En los últimos días no he podido ver el televisor cuando los telediarios repetían una y otra vez las imágenes de la caza de focas que se está llevando a cabo en Canadá. Los que respaldan este acto encuentra su justificación en que la extensa población de focas está devorando sin medida los bancos de bacalao con el peligro de que esta especie se extinga. También hay otras razones de carácter eminentemente económico, que tienen menos base que las sustente.
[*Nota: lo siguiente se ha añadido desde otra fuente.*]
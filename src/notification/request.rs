//! Caller-facing request types

use serde::Deserialize;
use serde_json::Value;

use crate::error::{NotifyError, NotifyResult};
use crate::template::{RenderContext, ResolutionKey};
use crate::transport::Media;

fn default_role() -> String {
    "user".to_string()
}

/// A templated message: which block to render, for whom, with what data.
///
/// Unknown fields are rejected. `menu_file`, `block_key` and `lang` are
/// accepted as aliases of `template_set`, `block_id` and `language`.
#[derive(Debug, Clone, PartialEq, Deserialize)]
#[serde(deny_unknown_fields)]
pub struct SmartMessage {
    #[serde(default = "default_role")]
    pub role: String,
    pub namespace: String,
    #[serde(alias = "menu_file")]
    pub template_set: String,
    #[serde(alias = "block_key")]
    pub block_id: String,
    /// Requested language; the process default applies when absent
    #[serde(default, alias = "lang")]
    pub language: Option<String>,
    #[serde(default)]
    pub context: RenderContext,
    #[serde(default)]
    pub media: Option<Media>,
}

impl SmartMessage {
    pub fn new(
        namespace: impl Into<String>,
        template_set: impl Into<String>,
        block_id: impl Into<String>,
    ) -> Self {
        Self {
            role: default_role(),
            namespace: namespace.into(),
            template_set: template_set.into(),
            block_id: block_id.into(),
            language: None,
            context: RenderContext::new(),
            media: None,
        }
    }

    pub fn with_role(mut self, role: impl Into<String>) -> Self {
        self.role = role.into();
        self
    }

    pub fn with_language(mut self, language: impl Into<String>) -> Self {
        self.language = Some(language.into());
        self
    }

    pub fn with_context(mut self, context: RenderContext) -> Self {
        self.context = context;
        self
    }

    pub fn with_media(mut self, media: Media) -> Self {
        self.media = Some(media);
        self
    }

    /// Parse and validate an untyped payload
    pub fn from_value(value: Value) -> NotifyResult<Self> {
        let message: Self = serde_json::from_value(value)
            .map_err(|e| NotifyError::Validation(format!("invalid smart message: {}", e)))?;
        message.validate()?;
        Ok(message)
    }

    pub fn validate(&self) -> NotifyResult<()> {
        let required = [
            ("role", &self.role),
            ("namespace", &self.namespace),
            ("template_set", &self.template_set),
            ("block_id", &self.block_id),
        ];
        for (field, value) in required {
            if value.trim().is_empty() {
                return Err(NotifyError::Validation(format!("{} must not be empty", field)));
            }
        }
        if matches!(&self.language, Some(lang) if lang.trim().is_empty()) {
            return Err(NotifyError::Validation("language must not be empty".to_string()));
        }
        Ok(())
    }

    pub fn resolution_key(&self, default_language: &str) -> ResolutionKey {
        ResolutionKey::new(
            self.role.as_str(),
            self.namespace.as_str(),
            self.template_set.as_str(),
            self.block_id.as_str(),
            self.language.as_deref().unwrap_or(default_language),
        )
    }
}

/// Input to `notify_message`: plain text, a templated message, or both.
///
/// When both are given the templated message wins and the text is ignored.
/// A request with neither is a validation error.
#[derive(Debug, Clone, Default, PartialEq, Deserialize)]
#[serde(deny_unknown_fields)]
pub struct NotifyRequest {
    #[serde(default)]
    pub text: Option<String>,
    #[serde(default, alias = "smart_data")]
    pub smart: Option<SmartMessage>,
}

/// What a `NotifyRequest` resolves to after precedence is applied
#[derive(Debug, Clone, PartialEq)]
pub enum Payload {
    Text(String),
    Smart(SmartMessage),
}

impl NotifyRequest {
    pub fn text(text: impl Into<String>) -> Self {
        Self {
            text: Some(text.into()),
            smart: None,
        }
    }

    pub fn smart(message: SmartMessage) -> Self {
        Self {
            text: None,
            smart: Some(message),
        }
    }

    /// Apply precedence and validate the chosen payload
    pub fn into_payload(self) -> NotifyResult<Payload> {
        match (self.smart, self.text) {
            (Some(smart), text) => {
                if text.is_some() {
                    tracing::debug!(
                        block_id = %smart.block_id,
                        "Request carries both text and smart message, text ignored"
                    );
                }
                smart.validate()?;
                Ok(Payload::Smart(smart))
            }
            (None, Some(text)) if !text.trim().is_empty() => Ok(Payload::Text(text)),
            (None, Some(_)) => Err(NotifyError::Validation("text must not be empty".to_string())),
            (None, None) => Err(NotifyError::Validation(
                "request needs either text or a smart message".to_string(),
            )),
        }
    }
}
//! Metrics helper structs for convenient metric recording

use std::time::Duration;

use prometheus::{Encoder, TextEncoder};

use super::{
    DELIVERIES_TOTAL, DELIVERY_LATENCY_SECONDS, INTERPOLATION_GAPS_TOTAL,
    KEYBOARD_ROWS_SKIPPED_TOTAL, OPERATION_FAILURES_TOTAL, RETRY_ATTEMPTS_TOTAL,
    TEMPLATE_CACHE_HITS_TOTAL, TEMPLATE_LOADS_TOTAL,
};

/// Encode all metrics to Prometheus text format
pub fn encode_metrics() -> Result<String, prometheus::Error> {
    let encoder = TextEncoder::new();
    let metric_families = prometheus::gather();
    let mut buffer = Vec::new();
    encoder.encode(&metric_families, &mut buffer)?;
    Ok(String::from_utf8(buffer).unwrap_or_default())
}

/// Helper struct for recording template store metrics
pub struct TemplateMetrics;

impl TemplateMetrics {
    /// Record a read from the backing source
    pub fn record_load(result: &str) {
        TEMPLATE_LOADS_TOTAL.with_label_values(&[result]).inc();
    }

    /// Record a request served from cache
    pub fn record_cache_hit() {
        TEMPLATE_CACHE_HITS_TOTAL.inc();
    }
}

/// Helper struct for recording rendering metrics
pub struct RenderMetrics;

impl RenderMetrics {
    pub fn record_gaps(count: u64) {
        INTERPOLATION_GAPS_TOTAL.inc_by(count);
    }

    pub fn record_row_skipped() {
        KEYBOARD_ROWS_SKIPPED_TOTAL.inc();
    }
}

/// Helper struct for recording delivery metrics
pub struct DeliveryMetrics;

impl DeliveryMetrics {
    /// Record a successful transport call
    pub fn record_delivered(mode: &str, latency: Duration) {
        DELIVERIES_TOTAL.with_label_values(&[mode, "ok"]).inc();
        DELIVERY_LATENCY_SECONDS
            .with_label_values(&[mode])
            .observe(latency.as_secs_f64());
    }

    /// Record a failed transport call
    pub fn record_failed(mode: &str, latency: Duration) {
        DELIVERIES_TOTAL.with_label_values(&[mode, "error"]).inc();
        DELIVERY_LATENCY_SECONDS
            .with_label_values(&[mode])
            .observe(latency.as_secs_f64());
    }
}

/// Helper struct for recording resilience metrics
pub struct RetryMetrics;

impl RetryMetrics {
    pub fn record_retry(operation: &str) {
        RETRY_ATTEMPTS_TOTAL.with_label_values(&[operation]).inc();
    }

    pub fn record_failure(operation: &str, code: &str) {
        OPERATION_FAILURES_TOTAL
            .with_label_values(&[operation, code])
            .inc();
    }
}
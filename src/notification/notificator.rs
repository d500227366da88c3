//! Per-destination entry point and bounded broadcast

use std::sync::Arc;

use futures::stream::{FuturesUnordered, StreamExt};

use crate::error::{NotifyError, NotifyResult};
use crate::keyboard::Keyboard;
use crate::resilience::CancellationSignal;
use crate::transport::{DeliveryReceipt, Destination, Media, MediaSource, SendOptions};

use super::renderer::MessageRenderer;
use super::request::{NotifyRequest, Payload};

/// Sends notifications to one destination
#[derive(Clone)]
pub struct Notificator {
    renderer: Arc<MessageRenderer>,
    destination: Destination,
}

impl Notificator {
    pub fn for_destination(
        renderer: Arc<MessageRenderer>,
        destination: impl Into<Destination>,
    ) -> Self {
        Self {
            renderer,
            destination: destination.into(),
        }
    }

    pub fn destination(&self) -> &Destination {
        &self.destination
    }

    /// Send plain text or a templated message; a smart message takes
    /// precedence when the request carries both
    pub async fn notify_message(&self, request: NotifyRequest) -> NotifyResult<DeliveryReceipt> {
        send_request(&self.renderer, &self.destination, request, None).await
    }

    pub async fn notify_message_cancellable(
        &self,
        request: NotifyRequest,
        cancel: &CancellationSignal,
    ) -> NotifyResult<DeliveryReceipt> {
        send_request(&self.renderer, &self.destination, request, Some(cancel)).await
    }

    /// Send a document with an explicit caption and optional keyboard
    #[tracing::instrument(skip_all, fields(destination = %self.destination))]
    pub async fn notify_document(
        &self,
        document: MediaSource,
        caption: &str,
        keyboard: Option<Keyboard>,
    ) -> NotifyResult<DeliveryReceipt> {
        let options = SendOptions {
            keyboard,
            parse_mode: None,
        };
        let media = Media::Document(document);
        self.renderer
            .deliver(
                "notify_document",
                &self.destination,
                caption,
                &options,
                Some(&media),
                None,
            )
            .await
    }
}

async fn send_request(
    renderer: &MessageRenderer,
    destination: &Destination,
    request: NotifyRequest,
    cancel: Option<&CancellationSignal>,
) -> NotifyResult<DeliveryReceipt> {
    match request.into_payload()? {
        Payload::Smart(message) => renderer.send(&message, destination, cancel).await,
        Payload::Text(text) => renderer.send_text(destination, &text, cancel).await,
    }
}

/// Outcome of a broadcast
#[derive(Debug, Default)]
pub struct BroadcastReport {
    pub delivered: Vec<DeliveryReceipt>,
    pub failed: Vec<(Destination, NotifyError)>,
}

impl BroadcastReport {
    pub fn total(&self) -> usize {
        self.delivered.len() + self.failed.len()
    }

    pub fn is_complete(&self) -> bool {
        self.failed.is_empty()
    }
}

/// Send the same request to every destination with at most
/// `max_concurrent_sends` in flight (normally `delivery.max_concurrent_sends`).
/// Failures are collected, not propagated.
#[tracing::instrument(skip_all, fields(destinations = destinations.len()))]
pub async fn broadcast(
    renderer: &MessageRenderer,
    destinations: &[Destination],
    request: &NotifyRequest,
    max_concurrent_sends: usize,
) -> BroadcastReport {
    let limit = max_concurrent_sends.max(1);
    let mut report = BroadcastReport::default();
    let mut futures = FuturesUnordered::new();
    let mut pending = 0;

    for destination in destinations {
        let request = request.clone();
        futures.push(async move {
            let result = send_request(renderer, destination, request, None).await;
            (destination, result)
        });
        pending += 1;

        while pending >= limit {
            match futures.next().await {
                Some((destination, result)) => {
                    pending -= 1;
                    record(&mut report, destination, result);
                }
                None => break,
            }
        }
    }

    while let Some((destination, result)) = futures.next().await {
        record(&mut report, destination, result);
    }

    tracing::info!(
        delivered = report.delivered.len(),
        failed = report.failed.len(),
        "Broadcast finished"
    );

    report
}

fn record(
    report: &mut BroadcastReport,
    destination: &Destination,
    result: NotifyResult<DeliveryReceipt>,
) {
    match result {
        Ok(receipt) => report.delivered.push(receipt),
        Err(e) => report.failed.push((destination.clone(), e)),
    }
}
Yo nunca he estado en Canadá, ni he visto a los cazadores, ni sé a cuánto está el kilo de atún allí. Ni siquiera he visto una foca en directo (bueno, creo que sí, en un parque de Madrid), en su habitat. Pero la imagen que tengo de ellas es de un ser hermoso y fuerte. Y aunque torpe en la superficie, increíblemente ágil en el agua. Esta imagen tan evocadora no quiero que se empañe con la de la persecución de un ser humano (palabra demasiado grande para él) armado hasta los dientes, cuya zancada supera en mucho la distancia de desplazamiento de la foca en la nieve.
No quiero hablar de cómo las matan. No quiero verlo, porque no quiero que exista algo así. Me da la impresión de que si lo veo contribuyo de alguna manera a que ocurra. Así sucede con la difusión de muchos hechos morbosos: su contemplación cierra el círculo. Me gusta verlas así, idealizadas entre el manto de nieve, con sus crías, peluches de algodón blanco.
Sé que mueren muchos animales a manos del hombre cada día para nuestra subsistencia. Pero así no, Hombre, así no.